“Cose nostre”, la memoria scomoda dei fatti

“Cose nostre” la trasmissione di Rai 1 dedicata a cittadine e cittadini che con il loro lavoro si sono opposti alla mafia e al malaffare, ha regalato una grande opportunità a tutti noi: guardarci dentro e capire che cosa ne stiamo facendo di questa bellissima terra, bella ma non per merito nostro. Sto ricevendo tantissimi messaggi da persone semplici che, come me, sanno che cosa devono fare, fanno il loro dovere, e lo fanno in silenzio.

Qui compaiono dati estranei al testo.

//! Binance trade scraper.
//!
//! Subscribes through the stream path (`/ws/<sym>@trade/...`) at connect
//! time; resubscriptions for individual pairs go through SUBSCRIBE /
//! UNSUBSCRIBE frames.

use crate::{
    init_last_trade_times, resubscribe_loop, spawn_pair_watchdogs, touch_pair, ScraperError,
    ScraperResult, MAX_ERR_COUNT, RESTART_WAIT_TIME,
};
use chrono::{DateTime, TimeZone, Utc};
use feeder_models::exchange::BINANCE_EXCHANGE;
use feeder_models::{ticker_pair_map, Exchange, ExchangePair, Pair, Trade};
use feeder_ws::{SessionConfig, SubscriptionTracker, WsResult, WsSession, WsWriteHandle};
use serde::{Deserialize, Serialize};
use std::collections::HashMap;
use std::sync::Arc;
use tokio::sync::mpsc;
use tokio_util::sync::CancellationToken;
use tracing::{error, info};

const WS_BASE: &str = "wss://stream.binance.com:9443/ws";

#[derive(Debug, Serialize)]
struct SubscribeMessage {
    method: &'static str,
    params: Vec<String>,
    id: u32,
}

/// Trade event; subscription acks lack the `e` discriminator and are skipped.
#[derive(Debug, Default, Deserialize)]
struct TradeMessage {
    #[serde(rename = "e", default)]
    event: Option<String>,
    #[serde(rename = "T", default)]
    time_ms: i64,
    #[serde(rename = "p", default)]
    price: String,
    #[serde(rename = "q", default)]
    volume: String,
    #[serde(rename = "t", default)]
    foreign_trade_id: i64,
    #[serde(rename = "s", default)]
    foreign_name: String,
    #[serde(rename = "m", default)]
    buyer_is_maker: bool,
}

pub async fn run(
    pairs: Vec<ExchangePair>,
    trades_tx: mpsc::Sender<Trade>,
    shutdown: CancellationToken,
) -> ScraperResult<()> {
    info!("Started Binance scraper");
    let ticker_map = ticker_pair_map(&pairs);
    let config = SessionConfig::new(stream_url(&pairs));
    let mut session = WsSession::connect_with_retry(&config, &shutdown).await?;
    let write = session.write_handle();

    let subscriptions = Arc::new(SubscriptionTracker::new());
    for pair in &pairs {
        subscriptions.mark_subscribing(&pair.foreign_name);
    }

    let last_trade_times = init_last_trade_times(&pairs);
    let subscribe_rx = spawn_pair_watchdogs(&pairs, &last_trade_times, &shutdown);
    {
        let write = write.clone();
        let subscriptions = subscriptions.clone();
        let shutdown = shutdown.clone();
        tokio::spawn(async move {
            resubscribe_loop(
                BINANCE_EXCHANGE,
                subscribe_rx,
                subscriptions,
                shutdown,
                |pair, subscribe| send_subscribe(write.clone(), pair, subscribe),
            )
            .await;
        });
    }

    let mut err_count = 0u32;
    loop {
        tokio::select! {
            () = shutdown.cancelled() => {
                write.close().await;
                return Ok(());
            }
            message = session.read_text() => {
                let text = match message {
                    Ok(text) => text,
                    Err(e) if e.is_transport_closed() => return Err(e.into()),
                    Err(e) => {
                        error!(error = %e, "Binance - read");
                        err_count += 1;
                        if err_count > MAX_ERR_COUNT {
                            tokio::time::sleep(RESTART_WAIT_TIME).await;
                            return Err(ScraperError::TooManyReadErrors { exchange: BINANCE_EXCHANGE });
                        }
                        continue;
                    }
                };
                match parse_message(&text, &ticker_map) {
                    Ok(Some(trade)) => {
                        let foreign = format!(
                            "{}-{}",
                            trade.quote_token.symbol, trade.base_token.symbol
                        );
                        touch_pair(&last_trade_times, &foreign, trade.time);
                        subscriptions.mark_live(&foreign);
                        if trades_tx.send(trade).await.is_err() {
                            return Err(ScraperError::ChannelClosed);
                        }
                    }
                    Ok(None) => {}
                    Err(e) => {
                        error!(error = %e, "Binance - parse message");
                        err_count += 1;
                        if err_count > MAX_ERR_COUNT {
                            tokio::time::sleep(RESTART_WAIT_TIME).await;
                            return Err(ScraperError::TooManyReadErrors { exchange: BINANCE_EXCHANGE });
                        }
                    }
                }
            }
        }
    }
}

/// Stream URL subscribing all pairs at connect time.
fn stream_url(pairs: &[ExchangePair]) -> String {
    let mut url = String::from(WS_BASE);
    for pair in pairs {
        url.push('/');
        url.push_str(&wire_ticker(&pair.foreign_name));
        url.push_str("@trade");
    }
    url
}

/// `BTC-USDT` -> `btcusdt`.
fn wire_ticker(foreign_name: &str) -> String {
    foreign_name.replace('-', "").to_lowercase()
}

async fn send_subscribe(write: WsWriteHandle, pair: ExchangePair, subscribe: bool) -> WsResult<()> {
    let message = SubscribeMessage {
        method: if subscribe { "SUBSCRIBE" } else { "UNSUBSCRIBE" },
        params: vec![format!("{}@trade", wire_ticker(&pair.foreign_name))],
        id: 1,
    };
    write.send_json(&message).await
}

fn parse_message(text: &str, ticker_map: &HashMap<String, Pair>) -> ScraperResult<Option<Trade>> {
    let message: TradeMessage = serde_json::from_str(text)?;
    if message.event.is_none() {
        return Ok(None);
    }
    Ok(Some(parse_trade(message, ticker_map)?))
}

fn parse_trade(
    message: TradeMessage,
    ticker_map: &HashMap<String, Pair>,
) -> ScraperResult<Trade> {
    let price = message.price.parse::<f64>()?;
    let mut volume = message.volume.parse::<f64>()?;
    // Side folded into the volume by convention.
    if !message.buyer_is_maker {
        volume -= 1.0;
    }
    let time = parse_time_ms(message.time_ms)?;
    let pair = ticker_map
        .get(&message.foreign_name)
        .cloned()
        .unwrap_or_default();
    Ok(Trade {
        quote_token: pair.quote_token,
        base_token: pair.base_token,
        price,
        volume,
        time,
        exchange: Exchange::centralized(BINANCE_EXCHANGE),
        foreign_trade_id: message.foreign_trade_id.to_string(),
        pool_address: String::new(),
    })
}

pub(crate) fn parse_time_ms(ms: i64) -> ScraperResult<DateTime<Utc>> {
    Utc.timestamp_millis_opt(ms)
        .single()
        .ok_or_else(|| ScraperError::Timestamp(format!("{ms}ms")))
}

Per me tutte queste persone sono eroi.

Sto ricevendo messaggi da persone che mi raccontano “di quando hanno detto no”, di quando sarebbe stato più facile piegare la testa e non l’hanno fatto. Stanno trovando il coraggio di dirlo, a me, perché finora, in fondo in fondo, a fare il loro dovere si son sentiti dei fessi.

Invece “Cose nostre” ha fatto capire a queste semplici cittadine e cittadine che è, la loro, la vera normalità. So già che c’è chi dirà che ho fatto fare una brutta figura e ho offeso il buon nome e l’immagine del Salento.

Ebbene, faccio un lavoro ruvido e non ci metto lo smalto, quando scrivo. La mia non è letteratura, e se scrivo è perché ho dei fatti da raccontare e ho visto qualcosa che avete il diritto di sapere.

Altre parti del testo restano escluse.